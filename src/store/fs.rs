//! Filesystem store: one JSON document file per collection.
//!
//! Layout under the data directory:
//!
//! ```text
//! <data_dir>/
//! ├── snippets.json   # HashMap<Uuid, SnippetRow>
//! └── files.json      # HashMap<Uuid, FileRow>
//! ```
//!
//! Writes go to a temp file first and are renamed into place, so a
//! crash mid-write never leaves a truncated collection. Collections are
//! loaded per operation; rows whose `deleted_expires_at` has lapsed are
//! dropped during load. The prune is in-memory only on read paths and
//! reaches disk through the next save, which always runs under the
//! write lock, so an unlocked reader can never clobber a concurrent
//! writer's rows.

use super::SnippetStore;
use crate::error::{Result, SnipError};
use crate::model::{FileRow, SnippetRow};
use chrono::Utc;
use std::collections::HashMap;
use std::fs;
use std::path::{Path, PathBuf};
use std::sync::Mutex;
use uuid::Uuid;

const SNIPPETS_FILE: &str = "snippets.json";
const FILES_FILE: &str = "files.json";

pub struct FileStore {
    data_dir: PathBuf,
    /// Serializes load-modify-save cycles within this process. Without
    /// it, two handlers could interleave their writes and lose rows.
    write_lock: Mutex<()>,
}

impl FileStore {
    pub fn new(data_dir: impl Into<PathBuf>) -> Self {
        Self {
            data_dir: data_dir.into(),
            write_lock: Mutex::new(()),
        }
    }

    pub fn data_dir(&self) -> &Path {
        &self.data_dir
    }

    fn ensure_dir(&self) -> Result<()> {
        if !self.data_dir.exists() {
            fs::create_dir_all(&self.data_dir)?;
        }
        Ok(())
    }

    fn write_atomic(&self, file_name: &str, content: &str) -> Result<()> {
        self.ensure_dir()?;
        let target = self.data_dir.join(file_name);
        let tmp = self.data_dir.join(format!(".{}-{}.tmp", file_name, Uuid::new_v4()));
        fs::write(&tmp, content)?;
        fs::rename(&tmp, target)?;
        Ok(())
    }

    fn load_snippets(&self) -> Result<HashMap<Uuid, SnippetRow>> {
        let path = self.data_dir.join(SNIPPETS_FILE);
        if !path.exists() {
            return Ok(HashMap::new());
        }
        let content = fs::read_to_string(path)?;
        let mut rows: HashMap<Uuid, SnippetRow> = serde_json::from_str(&content)?;
        let now = Utc::now();
        rows.retain(|_, row| row.deleted_expires_at.map_or(true, |t| t > now));
        Ok(rows)
    }

    fn save_snippets(&self, rows: &HashMap<Uuid, SnippetRow>) -> Result<()> {
        let content = serde_json::to_string_pretty(rows)?;
        self.write_atomic(SNIPPETS_FILE, &content)
    }

    fn load_files(&self) -> Result<HashMap<Uuid, FileRow>> {
        let path = self.data_dir.join(FILES_FILE);
        if !path.exists() {
            return Ok(HashMap::new());
        }
        let content = fs::read_to_string(path)?;
        let mut rows: HashMap<Uuid, FileRow> = serde_json::from_str(&content)?;
        let now = Utc::now();
        rows.retain(|_, row| row.deleted_expires_at.map_or(true, |t| t > now));
        Ok(rows)
    }

    fn save_files(&self, rows: &HashMap<Uuid, FileRow>) -> Result<()> {
        let content = serde_json::to_string_pretty(rows)?;
        self.write_atomic(FILES_FILE, &content)
    }
}

impl SnippetStore for FileStore {
    fn insert_snippet(&self, row: &SnippetRow) -> Result<()> {
        let _guard = self.write_lock.lock().unwrap();
        let mut rows = self.load_snippets()?;
        let duplicate = rows.values().any(|r| {
            r.owner_id == row.owner_id && r.name == row.name && r.version == row.version
        });
        if duplicate {
            return Err(SnipError::Conflict(format!(
                "version {} of '{}' already exists",
                row.version, row.name
            )));
        }
        rows.insert(row.id, row.clone());
        self.save_snippets(&rows)
    }

    fn update_snippet(&self, row: &SnippetRow) -> Result<()> {
        let _guard = self.write_lock.lock().unwrap();
        let mut rows = self.load_snippets()?;
        if !rows.contains_key(&row.id) {
            return Err(SnipError::NotFound(row.id));
        }
        rows.insert(row.id, row.clone());
        self.save_snippets(&rows)
    }

    fn remove_snippet(&self, owner_id: i64, id: &Uuid) -> Result<()> {
        let _guard = self.write_lock.lock().unwrap();
        let mut rows = self.load_snippets()?;
        match rows.get(id) {
            Some(row) if row.owner_id == owner_id => {
                rows.remove(id);
                self.save_snippets(&rows)
            }
            _ => Err(SnipError::NotFound(*id)),
        }
    }

    fn snippet_by_id(&self, owner_id: i64, id: &Uuid) -> Result<Option<SnippetRow>> {
        let rows = self.load_snippets()?;
        Ok(rows.get(id).filter(|r| r.owner_id == owner_id).cloned())
    }

    fn snippet_versions(&self, owner_id: i64, name: &str) -> Result<Vec<SnippetRow>> {
        let rows = self.load_snippets()?;
        Ok(rows
            .into_values()
            .filter(|r| r.owner_id == owner_id && r.name == name)
            .collect())
    }

    fn active_snippets(&self, owner_id: i64) -> Result<Vec<SnippetRow>> {
        let rows = self.load_snippets()?;
        Ok(rows
            .into_values()
            .filter(|r| r.owner_id == owner_id && r.is_active)
            .collect())
    }

    fn deleted_snippets(&self, owner_id: i64) -> Result<Vec<SnippetRow>> {
        let rows = self.load_snippets()?;
        Ok(rows
            .into_values()
            .filter(|r| r.owner_id == owner_id && !r.is_active)
            .collect())
    }

    fn insert_file(&self, row: &FileRow) -> Result<()> {
        let _guard = self.write_lock.lock().unwrap();
        let mut rows = self.load_files()?;
        let duplicate = rows
            .values()
            .any(|r| r.owner_id == row.owner_id && r.name == row.name && r.is_active);
        if duplicate {
            return Err(SnipError::Conflict(format!(
                "an active file named '{}' already exists",
                row.name
            )));
        }
        rows.insert(row.id, row.clone());
        self.save_files(&rows)
    }

    fn update_file(&self, row: &FileRow) -> Result<()> {
        let _guard = self.write_lock.lock().unwrap();
        let mut rows = self.load_files()?;
        if !rows.contains_key(&row.id) {
            return Err(SnipError::NotFound(row.id));
        }
        rows.insert(row.id, row.clone());
        self.save_files(&rows)
    }

    fn remove_file(&self, owner_id: i64, id: &Uuid) -> Result<()> {
        let _guard = self.write_lock.lock().unwrap();
        let mut rows = self.load_files()?;
        match rows.get(id) {
            Some(row) if row.owner_id == owner_id => {
                rows.remove(id);
                self.save_files(&rows)
            }
            _ => Err(SnipError::NotFound(*id)),
        }
    }

    fn file_by_id(&self, owner_id: i64, id: &Uuid) -> Result<Option<FileRow>> {
        let rows = self.load_files()?;
        Ok(rows.get(id).filter(|r| r.owner_id == owner_id).cloned())
    }

    fn file_by_name(&self, owner_id: i64, name: &str) -> Result<Option<FileRow>> {
        let rows = self.load_files()?;
        Ok(rows
            .into_values()
            .find(|r| r.owner_id == owner_id && r.name == name && r.is_active))
    }

    fn active_files(&self, owner_id: i64) -> Result<Vec<FileRow>> {
        let rows = self.load_files()?;
        Ok(rows
            .into_values()
            .filter(|r| r.owner_id == owner_id && r.is_active)
            .collect())
    }

    fn deleted_files(&self, owner_id: i64) -> Result<Vec<FileRow>> {
        let rows = self.load_files()?;
        Ok(rows
            .into_values()
            .filter(|r| r.owner_id == owner_id && !r.is_active)
            .collect())
    }
}
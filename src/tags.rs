//! Tag handling for snippet rows.
//!
//! Tags come in two kinds:
//! - **Plain tags**: free-form labels, any number per row.
//! - **Project tags**: a single `repo:<owner>/<name>` entry denoting
//!   project membership. At most one per row.
//!
//! ## Merge rule (applied on every save)
//!
//! When a new version of a snippet is created, the previous version's
//! tags are merged with the newly supplied ones:
//! - Plain tags are unioned in order: previous first, then new,
//!   duplicates collapsed (first occurrence wins).
//! - The project tag is the last newly supplied `repo:` tag if any,
//!   otherwise the previous version's project tag. Supplying a new
//!   project tag fully replaces the old one.

/// Prefix marking a project-membership tag.
pub const PROJECT_TAG_PREFIX: &str = "repo:";

/// Returns true if the tag carries the reserved project prefix.
pub fn is_project_tag(tag: &str) -> bool {
    tag.starts_with(PROJECT_TAG_PREFIX)
}

/// Splits a tag list into (plain tags, last project tag).
///
/// Order of plain tags is preserved. If several project tags slipped in
/// (never produced by [`merge_tags`], but possible in caller input), the
/// last one wins.
pub fn split_tags(tags: &[String]) -> (Vec<String>, Option<String>) {
    let mut plain = Vec::new();
    let mut project = None;
    for tag in tags {
        if is_project_tag(tag) {
            project = Some(tag.clone());
        } else {
            plain.push(tag.clone());
        }
    }
    (plain, project)
}

/// Merges the previous version's tags with newly supplied ones.
///
/// The result keeps plain tags in insertion order (previous before new,
/// deduplicated) and carries at most one project tag, placed last.
pub fn merge_tags(previous: &[String], incoming: &[String]) -> Vec<String> {
    let (prev_plain, prev_project) = split_tags(previous);
    let (new_plain, new_project) = split_tags(incoming);

    let mut merged = Vec::with_capacity(prev_plain.len() + new_plain.len() + 1);
    for tag in prev_plain.into_iter().chain(new_plain) {
        if !merged.contains(&tag) {
            merged.push(tag);
        }
    }

    if let Some(project) = new_project.or(prev_project) {
        merged.push(project);
    }

    merged
}
//! Version chain manager: append-only snippet saves and
//! replace-in-place large-file saves.
//!
//! A snippet save never mutates the previous version. It computes the
//! next version from the highest version ever recorded for the name,
//! active or not, so a chain sitting in the recycle bin never blocks a
//! new save and no version number is ever reused. Description, creation
//! time and tags carry forward from the latest active row when one
//! exists; a save over a fully deleted chain starts fresh.
//!
//! Two handlers saving the same name concurrently can both read the
//! same "previous" row and compute the same next version. The store
//! rejects the second insert with `Conflict`; the loser re-reads and
//! retries, so version numbers stay unique without any
//! application-level lock.

use crate::cache::SnippetCache;
use crate::config::SnipConfig;
use crate::error::{Result, SnipError};
use crate::model::{normalize_content, FileRow, SnippetRow};
use crate::store::SnippetStore;
use crate::tags::merge_tags;
use chrono::Utc;

/// Retries after a version collision before the save is reported as
/// failed. Each retry re-reads the chain, so one retry is enough
/// unless the same name is under sustained concurrent writes.
const MAX_VERSION_RETRIES: u32 = 3;

/// Appends a new version to the `(owner_id, name)` chain.
///
/// Returns the inserted row. Invalidation of the owner's cached views
/// happens here, after the insert succeeds.
pub fn run<S: SnippetStore, C: SnippetCache>(
    store: &S,
    cache: &C,
    config: &SnipConfig,
    owner_id: i64,
    name: &str,
    content: &str,
    language: &str,
    extra_tags: &[String],
) -> Result<SnippetRow> {
    let content = if config.normalize_content {
        normalize_content(content)
    } else {
        content.to_string()
    };

    let mut attempts = 0;
    loop {
        let versions = store.snippet_versions(owner_id, name)?;
        // Soft-deleted rows count for numbering but not for carry-over:
        // a save over a binned chain gets a fresh identity.
        let next_version = versions.iter().map(|r| r.version).max().unwrap_or(0) + 1;
        let previous = versions
            .into_iter()
            .filter(|r| r.is_active)
            .max_by_key(|r| r.version);

        let mut row = SnippetRow::new(
            owner_id,
            name.to_string(),
            content.clone(),
            language.to_string(),
        );
        row.version = next_version;
        if let Some(prev) = &previous {
            row.description = prev.description.clone();
            row.created_at = prev.created_at;
            row.tags = merge_tags(&prev.tags, extra_tags);
        } else {
            row.tags = merge_tags(&[], extra_tags);
        }
        row.updated_at = Utc::now();

        match store.insert_snippet(&row) {
            Ok(()) => {
                super::invalidate_owner(cache, owner_id);
                return Ok(row);
            }
            Err(SnipError::Conflict(reason)) => {
                attempts += 1;
                if attempts >= MAX_VERSION_RETRIES {
                    return Err(SnipError::Conflict(reason));
                }
                tracing::debug!(owner_id, name, attempts, "version collision, retrying");
            }
            Err(err) => return Err(err),
        }
    }
}

/// Saves a large file: replaces the live row for the name, or inserts
/// a fresh one. Size and line-count metadata are recomputed from the
/// payload on every save.
pub fn run_file<S: SnippetStore, C: SnippetCache>(
    store: &S,
    cache: &C,
    config: &SnipConfig,
    owner_id: i64,
    name: &str,
    content: &str,
    language: &str,
) -> Result<FileRow> {
    let content = if config.normalize_content {
        normalize_content(content)
    } else {
        content.to_string()
    };

    let row = match store.file_by_name(owner_id, name)? {
        Some(mut existing) => {
            existing.size_bytes = content.len() as u64;
            existing.line_count = content.lines().count() as u64;
            existing.content = content;
            existing.language = language.to_string();
            existing.updated_at = Utc::now();
            store.update_file(&existing)?;
            existing
        }
        None => {
            let fresh = FileRow::new(
                owner_id,
                name.to_string(),
                content,
                language.to_string(),
            );
            store.insert_file(&fresh)?;
            fresh
        }
    };

    super::invalidate_owner(cache, owner_id);
    Ok(row)
}
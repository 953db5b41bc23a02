use thiserror::Error;
use uuid::Uuid;

#[derive(Error, Debug)]
pub enum SnipError {
    /// The backing store could not be reached or refused the operation.
    #[error("Store unavailable: {0}")]
    StoreUnavailable(String),

    /// No row matched a point lookup.
    #[error("Row not found: {0}")]
    NotFound(Uuid),

    /// A write collided with an existing row (e.g. a duplicate
    /// `(owner_id, name, version)` insert). Callers may retry.
    #[error("Conflict: {0}")]
    Conflict(String),

    /// A row id supplied by a caller could not be parsed.
    #[error("Invalid row reference: {0}")]
    InvalidReference(String),

    #[error("IO error: {0}")]
    Io(#[from] std::io::Error),

    #[error("Serialization error: {0}")]
    Serialization(#[from] serde_json::Error),
}

pub type Result<T> = std::result::Result<T, SnipError>;
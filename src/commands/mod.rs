//! # Command Layer
//!
//! The business logic of the storage core, split per operation family:
//!
//! - [`save`]: the version chain manager — append-only saves for
//!   snippets, replace-in-place saves for large files.
//! - [`query`]: the latest-view resolver — `latest`, `list`, `search`
//!   and `by_tag`, all read-through cached.
//! - [`trash`]: the recycle bin — soft delete, deleted-items listing,
//!   restore and purge.
//!
//! Commands are free functions generic over
//! [`SnippetStore`](crate::store::SnippetStore) and
//! [`SnippetCache`], return `Result`, and never touch I/O beyond their
//! collaborators. The API facade on top converts errors into the safe
//! defaults callers see; tests drive commands directly against the
//! in-memory store.
//!
//! ## Cache discipline
//!
//! The helpers below are the only way commands talk to the cache.
//! Cache errors never propagate: a failed read is a miss, a failed
//! write or invalidation is logged and dropped. The store is the
//! source of truth.

use crate::cache::SnippetCache;
use serde::de::DeserializeOwned;
use serde::Serialize;
use std::time::Duration;

pub mod query;
pub mod save;
pub mod trash;

/// Cache lookup that degrades every failure to a miss.
pub(crate) fn cache_read<T: DeserializeOwned, C: SnippetCache>(cache: &C, key: &str) -> Option<T> {
    match cache.get(key) {
        Ok(Some(raw)) => match serde_json::from_str(&raw) {
            Ok(value) => Some(value),
            Err(err) => {
                tracing::debug!(key, %err, "dropping undecodable cache entry");
                None
            }
        },
        Ok(None) => None,
        Err(err) => {
            tracing::debug!(key, %err, "cache read failed, treating as miss");
            None
        }
    }
}

/// Cache population that swallows failures.
pub(crate) fn cache_write<T: Serialize, C: SnippetCache>(
    cache: &C,
    key: &str,
    value: &T,
    ttl: Duration,
) {
    let raw = match serde_json::to_string(value) {
        Ok(raw) => raw,
        Err(err) => {
            tracing::debug!(key, %err, "skipping cache write, value not serializable");
            return;
        }
    };
    if let Err(err) = cache.set(key, &raw, ttl) {
        tracing::debug!(key, %err, "cache write failed");
    }
}

/// Wipes every cached view for the owner after a mutation. A single
/// save changes `latest`, `list`, `search` and `by_tag` at once, so
/// invalidation is always user-wide.
pub(crate) fn invalidate_owner<C: SnippetCache>(cache: &C, owner_id: i64) {
    match cache.invalidate_user(owner_id) {
        Ok(count) => tracing::debug!(owner_id, count, "invalidated cached views"),
        Err(err) => tracing::debug!(owner_id, %err, "cache invalidation failed"),
    }
}

/// Upper bound on rows pulled from each collection before the deleted
/// items of both are merged and sorted in memory.
pub(crate) const MERGE_FETCH_CAP: usize = 500;

// Re-exported so integration tests and embedding callers can reach the
// store/cache generics without spelling out module paths.
pub use trash::DeletedEntry;
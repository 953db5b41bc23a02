//! # Cache Port
//!
//! Read operations are wrapped by a key-value cache with per-operation
//! TTLs; every mutation invalidates all cached keys for the affected
//! owner. The cache is best-effort: any error on the cache path is
//! treated as a miss (reads) or ignored (writes), and the store stays
//! the source of truth. Clearing the cache at any time is safe.
//!
//! ## Key construction
//!
//! All keys are built here, never at call sites, so the invalidation
//! scope stays auditable:
//!
//! ```text
//! sv:{owner_id}:{op}:{args...}
//! ```
//!
//! Because the owner id is the second segment, user-scoped bulk
//! invalidation is a prefix match on `sv:{owner_id}:` across every
//! operation prefix. A save must wipe `latest`, `list`, `search` and
//! `by_tag` entries at once, since one new version changes all four
//! views.

use crate::error::Result;
use std::time::Duration;

pub mod memory;
pub mod null;

/// Key-value cache port with user-scoped bulk invalidation.
///
/// Values are serialized JSON; the commands layer owns (de)serialization
/// so implementations stay dumb byte shufflers.
pub trait SnippetCache {
    /// Look up a key. `Ok(None)` is a miss.
    fn get(&self, key: &str) -> Result<Option<String>>;

    /// Store a value with an expiry.
    fn set(&self, key: &str, value: &str, ttl: Duration) -> Result<()>;

    /// Delete every key belonging to the owner, across all operation
    /// prefixes. Returns the number of keys removed.
    fn invalidate_user(&self, owner_id: i64) -> Result<usize>;
}

/// Key builders, one per cached call shape.
pub mod keys {
    /// Prefix shared by every key the owner's invalidation must reach.
    pub fn user_prefix(owner_id: i64) -> String {
        format!("sv:{}:", owner_id)
    }

    pub fn latest(owner_id: i64, name: &str) -> String {
        format!("sv:{}:latest:{}", owner_id, name)
    }

    pub fn list(owner_id: i64, limit: usize) -> String {
        format!("sv:{}:list:{}", owner_id, limit)
    }

    pub fn search(
        owner_id: i64,
        query: &str,
        language: Option<&str>,
        tags: &[String],
        limit: usize,
    ) -> String {
        format!(
            "sv:{}:search:{}:{}:{}:{}",
            owner_id,
            query,
            language.unwrap_or(""),
            encode_list(tags),
            limit
        )
    }

    /// Length-prefixes each element so a joined list decodes to exactly
    /// one input: `["a", "b"]` and `["a,b"]` must not share a key.
    fn encode_list(items: &[String]) -> String {
        items
            .iter()
            .map(|item| format!("{}.{}", item.len(), item))
            .collect::<Vec<_>>()
            .join(",")
    }

    pub fn by_tag(owner_id: i64, tag: &str, page: usize, per_page: usize) -> String {
        format!("sv:{}:tag:{}:{}:{}", owner_id, tag, page, per_page)
    }
}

==========

* **What you need to do**:
Print only what lies in the material above starting at the line with "let mut project = None;" and ending at the line with "if let Some(project)", every line exactly as given.

* **Response**:
    let mut project = None;
    for tag in tags {
        if is_project_tag(tag) {
            project = Some(tag.clone());
        } else {
            plain.push(tag.clone());
        }
    }
    (plain, project)
}

/// Merges the previous version's tags with newly supplied ones.
///
/// The result keeps plain tags in insertion order (previous before new,
/// deduplicated) and carries at most one project tag, placed last.
pub fn merge_tags(previous: &[String], incoming: &[String]) -> Vec<String> {
    let (prev_plain, prev_project) = split_tags(previous);
    let (new_plain, new_project) = split_tags(incoming);

    let mut merged = Vec::with_capacity(prev_plain.len() + new_plain.len() + 1);
    for tag in prev_plain.into_iter().chain(new_plain) {
        if !merged.contains(&tag) {
            merged.push(tag);
        }
    }

    if let Some(project) = new_project.or(prev_project) {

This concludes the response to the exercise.